Setelah dimulai 19 Agustus lalu, pertemuan kedua Sekolah Tambak Kawasan Minapolitan Lowita (lotangsalo, Wiringtasi, Tasiwali’e), Kec. Suppa, Kab. Pinrang kembali dilaksanakan pada Rabu, 28 Oktober 2015 lalu. Program yang dibangun oleh program akuakultur WWF-Indonesia ini dihadiri 33 peserta, yang terdiri atas petambak Desa Tasiwali’e, Wiringtasi’, dan Lotangsalo, serta para penyuluh perikanan Kec. Suppa. Pertemuan kedua mengundang Prof. Hattah Fattah untuk menyajikan materi “Pengelolaan Kawasan Minapolitan Lowita, Kec. Suppa”, untuk menyatukan visi petambak untuk bersama-sama mengelola kawasan secara baik dan bertanggungjawab. (Baca juga: Sekolah Tambak, Solusi Pembudidaya Udang di Kawasan Minapolitan Pinrang)
Minapolitan adalah konsep penataan ruang desa perikanan sebagai pusat pelayanan pangan untuk perkotaan. Dengan demikian terjadi saling ketergantungan antar kota dan desa, kota mendistribusikan kesejahteraan ke desa, desa mensuplai kebutuhan pangan perikanan terhadap kota.
Peserta Sekolah Tambank © Idham Malik/WWF-Indonesia
Pemda Pinrang telah menginisiasi terbentuknya Badan Koordinasi Minapolitan Kab. Pinrang untuk mendukung terwujudnya koordinasi yang baik antara para pihak dalam satu kawasan, yaitu pembudidaya (udang, bandeng, rumput laut), perbenihan (hatchery), perusahaan eksportir, instansi pemerintah, serta pihak perbankan.
Keunggulan utama kawasan minapolitan Lowita Kab. Pinrang adalah ketersediaan pakan alami Phronima suppa, yang terbukti dapat meningkatkan kuantitas dan kualitas udang windu. Sejauh ini Phronima suppa telah dikembangkan dengan metode kultur phronima serta penyesuaian jumlah padat tebar dalam satu petak tambak berdasarkan jumlah kandungan phronima. Potensi spesifik lainnya yang perlu dikembangkan adalah cacing laut untuk pakan induk, pengembangan pakan buatan, serta potensi induk lokal.
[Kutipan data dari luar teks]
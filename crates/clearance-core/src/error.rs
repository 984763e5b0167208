//! Job execution error taxonomy
//!
//! Every failure a job handler can produce falls into one of these classes. The
//! worker uses the class to decide between failing the job outright and, when the
//! retry policy is enabled, putting it back on the queue.

use thiserror::Error;

#[derive(Debug, Error)]
pub enum JobError {
    /// The job references state that does not exist or cannot be decoded.
    #[error("data integrity error: {0}")]
    DataIntegrity(String),

    /// The uploaded content is unsafe or does not meet the content precondition.
    #[error("validation failed: {0}")]
    Validation(String),

    /// Storage, database or scan engine I/O failed or timed out.
    #[error("transient failure: {0:#}")]
    Transient(anyhow::Error),

    /// The object was only partially relocated. Recorded progress lets a
    /// re-delivered job resume where this one stopped.
    #[error("relocation failed: {0:#}")]
    Relocation(anyhow::Error),

    /// The job's lease was reclaimed by another worker before it could be finished.
    #[error("lease on job {job_id} is no longer held by {worker_id}")]
    LeaseLost { job_id: i64, worker_id: String },
}

impl JobError {
    /// Whether another attempt could plausibly succeed.
    pub fn is_retryable(&self) -> bool {
        matches!(self, JobError::Transient(_) | JobError::Relocation(_))
    }

    /// Short machine-friendly class name, used as a structured log field.
    pub fn kind(&self) -> &'static str {
        match self {
            JobError::DataIntegrity(_) => "data_integrity",
            JobError::Validation(_) => "validation",
            JobError::Transient(_) => "transient",
            JobError::Relocation(_) => "relocation",
            JobError::LeaseLost { .. } => "lease_lost",
        }
    }
}

/// Extension trait for tagging fallible results with a [`JobError`] class.
pub trait JobResultExt<T> {
    /// Classify the error as a transient I/O failure.
    fn transient(self, context: &'static str) -> Result<T, JobError>;

    /// Classify the error as a partial relocation failure.
    fn relocation(self, context: &'static str) -> Result<T, JobError>;
}

impl<T, E: Into<anyhow::Error>> JobResultExt<T> for Result<T, E> {
    fn transient(self, context: &'static str) -> Result<T, JobError> {
        self.map_err(|e| JobError::Transient(e.into().context(context)))
    }

    fn relocation(self, context: &'static str) -> Result<T, JobError> {
        self.map_err(|e| JobError::Relocation(e.into().context(context)))
    }
}

#[cfg(test)]
mod tests {
    use super::*;

    #[test]
    fn retryable_classes() {
        assert!(JobError::Transient(anyhow::anyhow!("timeout")).is_retryable());
        assert!(JobError::Relocation(anyhow::anyhow!("delete failed")).is_retryable());
        assert!(!JobError::Validation("nested archive".into()).is_retryable());
        assert!(!JobError::DataIntegrity("upload 7 not found".into()).is_retryable());
        assert!(!JobError::LeaseLost {
            job_id: 1,
            worker_id: "w".into()
        }
        .is_retryable());
    }

    #[test]
    fn result_ext_keeps_context_in_message() {
        let res: Result<(), std::io::Error> = Err(std::io::Error::new(
            std::io::ErrorKind::ConnectionReset,
            "reset by peer",
        ));
        let err = res.transient("Failed to download object").unwrap_err();
        let msg = err.to_string();
        assert!(msg.contains("Failed to download object"));
        assert!(msg.contains("reset by peer"));
        assert_eq!(err.kind(), "transient");
    }

    #[test]
    fn downcasts_through_anyhow() {
        let err: anyhow::Error = JobError::Validation("hidden entry".into()).into();
        let kind = err.downcast_ref::<JobError>().map(JobError::kind);
        assert_eq!(kind, Some("validation"));
    }
}
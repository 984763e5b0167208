//! Antivirus engine seam.

#[cfg(feature = "clamav")]
pub mod clamav;

use async_trait::async_trait;
use std::fmt::{Display, Formatter, Result as FmtResult};
use std::path::Path;
use thiserror::Error;

#[cfg(feature = "clamav")]
pub use clamav::ClamAvScanner;

#[derive(Debug, Clone, Copy, PartialEq, Eq)]
pub enum ScanVerdict {
    Clean,
    Infected,
}

impl Display for ScanVerdict {
    fn fmt(&self, f: &mut Formatter<'_>) -> FmtResult {
        match self {
            ScanVerdict::Clean => write!(f, "clean"),
            ScanVerdict::Infected => write!(f, "infected"),
        }
    }
}

/// Verdict plus the engine's raw response, NUL bytes already removed.
#[derive(Debug, Clone, PartialEq, Eq)]
pub struct ScanOutcome {
    pub verdict: ScanVerdict,
    pub raw_report: String,
}

impl ScanOutcome {
    pub fn is_infected(&self) -> bool {
        self.verdict == ScanVerdict::Infected
    }
}

/// Anything that keeps the engine from producing a verdict.
///
/// None of these are ever interpreted as clean.
#[derive(Error, Debug)]
pub enum ScanError {
    #[error("Scan engine unreachable: {0}")]
    Connection(String),

    #[error("Scan engine reported an error: {0}")]
    Engine(String),

    #[error("Scan timed out after {0} seconds")]
    Timeout(u64),

    #[error("Scan task failed: {0}")]
    Task(String),
}

#[async_trait]
pub trait ScanEngine: Send + Sync {
    /// Scan a file on the local filesystem.
    async fn scan(&self, path: &Path) -> Result<ScanOutcome, ScanError>;
}
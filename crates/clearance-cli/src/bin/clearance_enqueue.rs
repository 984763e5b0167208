use anyhow::{Context, Result};
use clap::Parser;

use clearance_cli::init_telemetry;
use clearance_core::constants::{DEFAULT_MAX_ATTEMPTS, DEFAULT_TEMP_KEY_PREFIX};
use clearance_core::models::{is_valid_file_id, NewUpload};
use clearance_core::{DatabaseConfig, LogFormat};
use clearance_db::{setup_database, UploadRepository};
use clearance_services::KeyLayout;

#[derive(Parser, Debug)]
#[command(name = "clearance-enqueue")]
#[command(about = "Register an uploaded object and enqueue its virus scan")]
struct Args {
    /// Postgres connection string
    #[arg(long, env = "DATABASE_URL", hide_env_values = true)]
    database_url: String,

    /// External file id assigned by the upload transport
    #[arg(long)]
    file_id: String,

    /// Subject identifier of the uploading user
    #[arg(long)]
    owner: String,

    /// Original file name as sent by the client
    #[arg(long)]
    file_name: String,

    /// Object key of the assembled upload (default: <temp prefix>/<owner>/<file id>)
    #[arg(long)]
    object_key: Option<String>,

    #[arg(long, env = "TEMP_KEY_PREFIX", default_value = DEFAULT_TEMP_KEY_PREFIX)]
    temp_prefix: String,

    #[arg(long, env = "JOB_MAX_ATTEMPTS", default_value_t = DEFAULT_MAX_ATTEMPTS)]
    max_attempts: i32,

    /// Print the created rows as JSON
    #[arg(long)]
    json: bool,
}

impl Args {
    fn new_upload(&self) -> Result<NewUpload> {
        if !is_valid_file_id(&self.file_id) {
            anyhow::bail!("Invalid file id: {}", self.file_id);
        }
        if self.max_attempts < 1 {
            anyhow::bail!("--max-attempts must be at least 1");
        }

        let object_key = match &self.object_key {
            Some(key) => key.clone(),
            None => KeyLayout::new(&self.temp_prefix, "")
                .temp_key(&self.owner, &self.file_id)
                .context("Failed to derive object key")?,
        };

        Ok(NewUpload {
            file_id: self.file_id.clone(),
            owner_user_id: self.owner.clone(),
            original_file_name: self.file_name.clone(),
            object_key,
        })
    }
}

#[tokio::main]
async fn main() -> Result<()> {
    let args = Args::parse();
    init_telemetry(LogFormat::Pretty)?;

    let new_upload = args.new_upload()?;

    let pool = setup_database(&DatabaseConfig {
        url: args.database_url.clone(),
        max_connections: 2,
        timeout_seconds: 30,
    })
    .await?;

    let (upload, job) = UploadRepository::new(pool.clone())
        .register_completed_upload(&new_upload, args.max_attempts)
        .await?;
    pool.close().await;

    if args.json {
        let output = serde_json::json!({
            "uploadId": upload.upload_id,
            "jobId": job.id,
            "objectKey": upload.object_key,
        });
        println!("{}", serde_json::to_string_pretty(&output)?);
    } else {
        println!(
            "Registered upload {} ({}) and enqueued job {}",
            upload.upload_id, upload.object_key, job.id
        );
    }

    Ok(())
}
Potensi lain yang sedang berkembang adalah komoditas rumput laut dengan luas kawasan sebesar 181,5 Ha di teluk Pare. Keberadaan rumput laut juga dapat memperbaiki kualitas air, dengan menyaring air laut yang masuk ke tambak masyarakat.
Sejumlah strategi utama saat ini telah dijalankan untuk pengembangan kawasan budidaya:
Perbaikan sarana pengairan untuk perbaikan kualitas air. Pemerintah telah memberi dukungan berupa ekskapator untuk perbaikan saluran irigasi.
Ketersediaan bibit yang murah dan berkualitas dengan mendoronghatchery memperbaiki kualitas benur dengan mempertimbangkan hasil penelitian tentang phronima sebagai alternatif pakan benur.
Ketersediaan pakan dan obat-obatan yang murah dan baik. Saat ini petambak Kelompok Samaturu’e, Desa Wiringtasi dibantu peneliti dari Balai Penelitian Perikanan Budidaya Air Payau (BPPBAP) Maros telah mengembangkan kultur probiotik RICA (Research Institute for Coastal Aquaculture).
Penerapan manajemen budidaya yang baik dan bertanggungjawab dengan melibatkan WWF-ID untuk pendampingan budidaya yang ramah lingkungan berdasarkan standar Aquaculture Stewardship Council (ASC).
Pendampingan dan dukungan pemerintah. Awal tahun depan Pemda Pinrang akan melaksanakan Sekolah Lapang pembelajaran bersama pada tambak demplot (Demonstrasi Plot) budidaya udang dengan pakan alami Phronima.
Strategi lain yang sedang dikembangkan oleh Pemda Pinrang yaitu sosialisasi Pariwisata Pantai Suppa untuk mendukung peningkatan potensi kawasan.
Kerjasama antar pihak, yang dalam hal ini pemerintah, swasta, akademisi, serta masyarakat setempat akhirnya berbuah hasil. Minapolitan Lowita, Kec. Suppa masuk ke dalam tiga besar dalam pengelolaan kawasan minapolitan secara nasional, dari sekitar 60 kawasan minapolitan lainnya di Indonesia. Minapolitan Lowita secara umum dinilai cukup baik dari aspek sarana dan prasarana serta aspek teknis.